Bazella has nothing short of an extraordinary story when it came to finding her birth parents. It all started when she was five years old, her parents, Walter and Ila Peterson, told her that she was adopted. After learning that she was adopted at nine-months-old, Bazella began on a quest that took her 39 years to find out who her birth parents were. When Bazella was 23, she looked through public birth records and was able to track down the woman who was listed as her mother on the birth certificate. “I’m thinking I found my birth parents and my half-siblings,” Bazella said. “It’s like the story was kind of over in 1983.” The woman welcomed Bazella with open arms, telling her specific details about her birth, including that  she was originally named Kelly Jean. Bazella spent the next 39 years trying to form a connection with the woman she presumed to be her mother. Unfortunately in 2000, the woman died. Looking back, Bazella recalled never having a strong bond with the woman. “She was raising younger children,” Bazella said of the woman she thought was her biological mother. “She had a lot going on. There just wasn’t that bond.”

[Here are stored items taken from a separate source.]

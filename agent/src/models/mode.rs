//! Heating modes and the mode change request

use std::fmt;
use std::str::FromStr;

use serde::{Deserialize, Serialize};

/// Operating mode of the heating controller
#[derive(Debug, Clone, Copy, PartialEq, Eq, Hash, Serialize, Deserialize)]
#[serde(rename_all = "SCREAMING_SNAKE_CASE")]
pub enum Mode {
    UnrestrictedHeating,
    ExportSurplusHeating,
    SolarAndGridHeating,
    Disabled,
}

impl Mode {
    pub const ALL: [Mode; 4] = [
        Mode::UnrestrictedHeating,
        Mode::ExportSurplusHeating,
        Mode::SolarAndGridHeating,
        Mode::Disabled,
    ];

    /// Wire name, as reported by `/status` and accepted by `/mode`
    pub fn as_str(&self) -> &'static str {
        match self {
            Mode::UnrestrictedHeating => "UNRESTRICTED_HEATING",
            Mode::ExportSurplusHeating => "EXPORT_SURPLUS_HEATING",
            Mode::SolarAndGridHeating => "SOLAR_AND_GRID_HEATING",
            Mode::Disabled => "DISABLED",
        }
    }

    /// English display label
    pub fn label(&self) -> &'static str {
        match self {
            Mode::UnrestrictedHeating => "Unrestricted Heating",
            Mode::ExportSurplusHeating => "Export Surplus Heating",
            Mode::SolarAndGridHeating => "Solar and Grid Heating",
            Mode::Disabled => "Disabled",
        }
    }
}

impl fmt::Display for Mode {
    fn fmt(&self, f: &mut fmt::Formatter<'_>) -> fmt::Result {
        f.write_str(self.as_str())
    }
}

impl FromStr for Mode {
    type Err = String;

    fn from_str(s: &str) -> Result<Self, Self::Err> {
        Mode::ALL
            .into_iter()
            .find(|mode| mode.as_str() == s)
            .ok_or_else(|| format!("Invalid mode: {}", s))
    }
}

/// Body of `POST /mode`
#[derive(Debug, Clone, PartialEq, Serialize, Deserialize)]
pub struct ModeRequest {
    pub mode: Mode,
    pub power_limit_percentage: f64,
    pub timeout_seconds: u64,
    #[serde(default, skip_serializing_if = "Option::is_none")]
    pub setpoint: Option<f64>,
}

impl ModeRequest {
    pub fn new(mode: Mode, power_limit_percentage: f64, timeout_seconds: u64) -> Self {
        Self {
            mode,
            power_limit_percentage,
            timeout_seconds,
            setpoint: None,
        }
    }

    pub fn with_setpoint(mut self, setpoint: f64) -> Self {
        self.setpoint = Some(setpoint);
        self
    }
}
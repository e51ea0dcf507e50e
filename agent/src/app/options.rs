//! Application configuration options

use std::time::Duration;

use crate::storage::settings::Settings;
use crate::sync::coordinator;
use crate::utils::CooldownOptions;
use crate::workers::events;

/// Main application options
#[derive(Debug, Clone)]
pub struct AppOptions {
    /// Lifecycle configuration
    pub lifecycle: LifecycleOptions,

    /// Device REST API base URL
    pub device_base_url: String,

    /// Per-request timeout of the device client
    pub request_timeout: Duration,

    /// Status coordinator options
    pub status: coordinator::Options,

    /// Interval for the serial number, version and device info coordinators
    pub info_interval: Duration,

    /// Enable local HTTP server
    pub enable_server: bool,

    /// Server configuration
    pub server: ServerOptions,

    /// Enable device push events
    pub enable_events: bool,

    /// Event worker options
    pub events: events::Options,
}

impl Default for AppOptions {
    fn default() -> Self {
        Self {
            lifecycle: LifecycleOptions::default(),
            device_base_url: "http://wattrix.local:8000".to_string(),
            request_timeout: Duration::from_secs(10),
            status: coordinator::Options::default(),
            info_interval: Duration::from_secs(15),
            enable_server: true,
            server: ServerOptions::default(),
            enable_events: false,
            events: events::Options::default(),
        }
    }
}

impl AppOptions {
    pub fn from_settings(settings: &Settings) -> Self {
        let request_timeout = Duration::from_secs(settings.device.request_timeout_secs);
        Self {
            device_base_url: settings.device.base_url.clone(),
            request_timeout,
            status: coordinator::Options {
                interval: Duration::from_secs(settings.polling_interval_secs),
                timeout: request_timeout,
                ..Default::default()
            },
            info_interval: Duration::from_secs(settings.info_polling_interval_secs),
            enable_server: settings.server.enabled,
            server: ServerOptions {
                host: settings.server.host.clone(),
                port: settings.server.port,
            },
            enable_events: settings.events.enabled,
            events: events::Options {
                port: settings.events.port,
                reconnect_delay: Duration::from_secs(settings.events.reconnect_delay_secs),
            },
            ..Default::default()
        }
    }

    /// Options for one of the slow-changing info coordinators
    pub fn info_coordinator(&self, name: &str) -> coordinator::Options {
        coordinator::Options {
            name: name.to_string(),
            interval: self.info_interval,
            timeout: self.status.timeout,
            track_pending_writes: false,
        }
    }
}

/// Lifecycle options for the agent
#[derive(Debug, Clone)]
pub struct LifecycleOptions {
    /// Maximum delay for graceful shutdown
    pub max_shutdown_delay: Duration,

    /// Backoff between setup attempts while the device is not ready
    pub setup_retry: CooldownOptions,
}

impl Default for LifecycleOptions {
    fn default() -> Self {
        Self {
            max_shutdown_delay: Duration::from_secs(30),
            setup_retry: CooldownOptions::default(),
        }
    }
}

/// Local HTTP server options
#[derive(Debug, Clone)]
pub struct ServerOptions {
    /// Host to bind to
    pub host: String,

    /// Port to listen on
    pub port: u16,
}

impl Default for ServerOptions {
    fn default() -> Self {
        Self {
            host: "127.0.0.1".to_string(),
            port: 8124,
        }
    }
}
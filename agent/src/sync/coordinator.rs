//! Refresh coordinator: owns one device read's cached snapshot

use std::sync::atomic::{AtomicU64, Ordering};
use std::sync::{Arc, RwLock};
use std::time::Duration;

use chrono::{DateTime, Utc};
use serde_json::Value;
use tokio::sync::Mutex;
use tracing::{debug, info, warn};

use crate::errors::WattrixError;
use crate::models::pending::{PendingField, PendingWrites};
use crate::models::status::{keys, StatusSnapshot};
use crate::sync::listeners::{ListenerRegistry, RefreshEvent, Subscription};
use crate::sync::source::UpdateSource;

/// Coordinator options
#[derive(Debug, Clone)]
pub struct Options {
    /// Name used in logs and events
    pub name: String,

    /// Interval between scheduled refreshes
    pub interval: Duration,

    /// Upper bound for one fetch
    pub timeout: Duration,

    /// Seed and track pending write values from reads
    pub track_pending_writes: bool,
}

impl Default for Options {
    fn default() -> Self {
        Self {
            name: "Wattrix data coordinator".to_string(),
            interval: Duration::from_secs(15),
            timeout: Duration::from_secs(10),
            track_pending_writes: true,
        }
    }
}

/// What triggered a refresh
#[derive(Debug, Clone, Copy, PartialEq, Eq)]
pub enum RefreshTrigger {
    Initial,
    Scheduled,
    Requested,
}

/// Mutable coordinator state
#[derive(Debug, Clone, Default)]
pub struct CoordinatorState {
    pub data: StatusSnapshot,
    pub last_update_success: bool,
    pub last_update_at: Option<DateTime<Utc>>,
    pub last_error: Option<String>,
    pub pending: PendingWrites,
    pending_seeded: bool,
}

/// Shared refresh coordinator
pub struct Coordinator {
    options: Options,
    source: Arc<dyn UpdateSource>,
    state: RwLock<CoordinatorState>,
    listeners: Arc<ListenerRegistry>,

    // Refresh serialization: one execution at a time, and an execution covers
    // every request whose ticket was issued before it started.
    refresh_lock: Mutex<()>,
    requested: AtomicU64,
    covered: AtomicU64,
    executions: AtomicU64,
}

impl Coordinator {
    pub fn new(options: Options, source: Arc<dyn UpdateSource>) -> Self {
        Self {
            options,
            source,
            state: RwLock::new(CoordinatorState::default()),
            listeners: ListenerRegistry::new(),
            refresh_lock: Mutex::new(()),
            requested: AtomicU64::new(0),
            covered: AtomicU64::new(0),
            executions: AtomicU64::new(0),
        }
    }

    pub fn name(&self) -> &str {
        &self.options.name
    }

    pub fn interval(&self) -> Duration {
        self.options.interval
    }

    // ------------------------------ READ ACCESS ------------------------------ //

    /// Copy of the cached snapshot
    pub fn data(&self) -> StatusSnapshot {
        self.read_state().data.clone()
    }

    /// One cached field
    pub fn get(&self, key: &str) -> Option<Value> {
        self.read_state().data.get(key).cloned()
    }

    pub fn last_update_success(&self) -> bool {
        self.read_state().last_update_success
    }

    pub fn last_update_at(&self) -> Option<DateTime<Utc>> {
        self.read_state().last_update_at
    }

    pub fn last_error(&self) -> Option<String> {
        self.read_state().last_error.clone()
    }

    pub fn pending(&self) -> PendingWrites {
        self.read_state().pending
    }

    /// Number of fetches actually executed
    pub fn executions(&self) -> u64 {
        self.executions.load(Ordering::SeqCst)
    }

    pub fn state(&self) -> CoordinatorState {
        self.read_state().clone()
    }

    // ------------------------------ LOCAL WRITES ----------------------------- //

    /// Record a user edit of a pending value
    pub fn set_pending(&self, field: PendingField, value: f64) {
        let mut state = self.write_state();
        state.pending.set(field, value);
        state.pending_seeded = true;
        debug!("{}: {} set to {}", self.options.name, field.key(), value);
    }

    /// Overwrite one cached field after a write the device accepted
    pub fn set_value(&self, key: &str, value: Value) {
        let mut state = self.write_state();
        state.data.insert(key, value);
    }

    // ------------------------------- LISTENERS ------------------------------- //

    /// Subscribe to refresh notifications
    pub fn subscribe<F>(&self, callback: F) -> Subscription
    where
        F: Fn(&RefreshEvent) + Send + Sync + 'static,
    {
        self.listeners.subscribe(callback)
    }

    pub fn listener_count(&self) -> usize {
        self.listeners.len()
    }

    // -------------------------------- REFRESH -------------------------------- //

    /// First refresh at setup; a failure means the device is not ready
    pub async fn first_refresh(&self) -> Result<(), WattrixError> {
        self.refresh_coalesced(RefreshTrigger::Initial)
            .await
            .map_err(|e| WattrixError::NotReady(format!("{}: {}", self.options.name, e)))
    }

    /// Refresh driven by the poll timer
    pub async fn refresh(&self) -> Result<(), WattrixError> {
        self.refresh_coalesced(RefreshTrigger::Scheduled).await
    }

    /// Out-of-cycle refresh, e.g. right after a mode change.
    ///
    /// Requests that arrive while a refresh is in flight are folded into a
    /// single follow-up execution.
    pub async fn request_refresh(&self) -> Result<(), WattrixError> {
        self.refresh_coalesced(RefreshTrigger::Requested).await
    }

    async fn refresh_coalesced(&self, trigger: RefreshTrigger) -> Result<(), WattrixError> {
        let ticket = self.requested.fetch_add(1, Ordering::SeqCst) + 1;
        let _guard = self.refresh_lock.lock().await;

        if self.covered.load(Ordering::SeqCst) >= ticket {
            debug!("{}: refresh coalesced into a completed run", self.options.name);
            return self.last_outcome();
        }

        let covers = self.requested.load(Ordering::SeqCst);
        let result = self.execute(trigger).await;
        self.covered.store(covers, Ordering::SeqCst);
        result
    }

    fn last_outcome(&self) -> Result<(), WattrixError> {
        let state = self.read_state();
        if state.last_update_success {
            Ok(())
        } else {
            Err(WattrixError::UpdateFailed(
                state
                    .last_error
                    .clone()
                    .unwrap_or_else(|| "no data received".to_string()),
            ))
        }
    }

    async fn execute(&self, trigger: RefreshTrigger) -> Result<(), WattrixError> {
        self.executions.fetch_add(1, Ordering::SeqCst);
        debug!("{}: {:?} refresh", self.options.name, trigger);

        let outcome = match tokio::time::timeout(self.options.timeout, self.source.fetch()).await {
            Ok(Ok(payload)) if payload.is_empty() => Err("no data received".to_string()),
            Ok(Ok(payload)) => Ok(payload),
            Ok(Err(e)) => Err(e.to_string()),
            Err(_) => Err(format!("timed out after {:?}", self.options.timeout)),
        };

        match outcome {
            Ok(payload) => {
                let event = self.apply_success(payload);
                self.listeners.notify(&event);
                Ok(())
            }
            Err(reason) => {
                warn!("{}: communication failed: {}", self.options.name, reason);
                if let Some(event) = self.apply_failure(&reason) {
                    self.listeners.notify(&event);
                }
                Err(WattrixError::UpdateFailed(reason))
            }
        }
    }

    fn apply_success(&self, payload: StatusSnapshot) -> RefreshEvent {
        let mut state = self.write_state();

        if self.options.track_pending_writes {
            let mode_changed = match (state.data.get(keys::MODE), payload.get(keys::MODE)) {
                (Some(cached), Some(reported)) => cached != reported,
                _ => false,
            };

            if !state.pending_seeded {
                state.pending = PendingWrites::from_snapshot(&payload);
                state.pending_seeded = true;
                debug!("{}: pending values seeded: {:?}", self.options.name, state.pending);
            } else if mode_changed {
                state.pending.adopt_applied(&payload);
                info!(
                    "{}: device reports mode change, pending values reset to {:?}",
                    self.options.name, state.pending
                );
            }
        }

        let merged = state.data.merge(payload);
        let now = Utc::now();
        state.last_update_success = true;
        state.last_update_at = Some(now);
        state.last_error = None;
        debug!("{}: merged {} fields: {:?}", self.options.name, merged, state.data);

        RefreshEvent {
            coordinator: self.options.name.clone(),
            data: state.data.clone(),
            last_update_success: true,
            at: now,
        }
    }

    /// Returns an event when availability just went from up to down
    fn apply_failure(&self, reason: &str) -> Option<RefreshEvent> {
        let mut state = self.write_state();
        let was_available = state.last_update_success;
        state.last_update_success = false;
        state.last_error = Some(reason.to_string());

        was_available.then(|| RefreshEvent {
            coordinator: self.options.name.clone(),
            data: state.data.clone(),
            last_update_success: false,
            at: Utc::now(),
        })
    }

    fn read_state(&self) -> std::sync::RwLockReadGuard<'_, CoordinatorState> {
        self.state.read().unwrap_or_else(|e| e.into_inner())
    }

    fn write_state(&self) -> std::sync::RwLockWriteGuard<'_, CoordinatorState> {
        self.state.write().unwrap_or_else(|e| e.into_inner())
    }
}

impl std::fmt::Debug for Coordinator {
    fn fmt(&self, f: &mut std::fmt::Formatter<'_>) -> std::fmt::Result {
        f.debug_struct("Coordinator")
            .field("options", &self.options)
            .field("state", &*self.read_state())
            .finish()
    }
}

Still searching for a connection, Bazella decided in 2017 to try and track down her birth father and to see if he had any other children. So, she took an at-home DNA test – a new technology on the market – and the results confused her even more. She didn’t match with any of her known siblings. “I was shocked and just so confused,” Bazella said. “But at the same time, I wasn’t.” Over the next four years, Bazella reached out to the family that were listed on her genealogy report, having no luck. Until she finally got an email response from one woman who showed up as a close DNA match. “She reached out and said, ‘I want to figure this out with you,’” Bazella said. “We were thinking [that] maybe I had a different birth father … and that maybe it was one of her relatives. She went and confronted her dad and came back with the name Sherri Nordlie.” The woman’s father admitted to fathering a baby girl with Sherri Nordlie, now Sherri Geerts, in 1960. That’s when it clicked for Bazella – everything on her birth certificate was wrong.  “I knew right away I was switched at birth,” Bazella said. “There had been a huge mistake, and it was like it all just came together.”

Two baby girls were born within hours of each other on September 29th at the same hospital for unwed mothers. One of the babies was named Kelly Jean, the other was named Dawn Marie. Bazella learned that she was not Kelly Jean, she was Dawn Marie, and her mother was Sherri Nordlie Geerts. Bazella emailed Geerts and they began speaking regularly. They began talking on the phone and finally met for the first time in July 2022. Since then, they have taken multiple trips to see each other and make up for the 39 years they lost. Bazella said that she has met all four of her siblings and has also formed a relationship with her birth father, Victor Rebeck.

“I’ve spent a lot of time dealing with the healing part of it,” Bazella said. “I think it kind of gives people hope that miracles are still going on, and the world needs to hear that right now. So that’s part of the reason I’ve stepped out and told my story now.”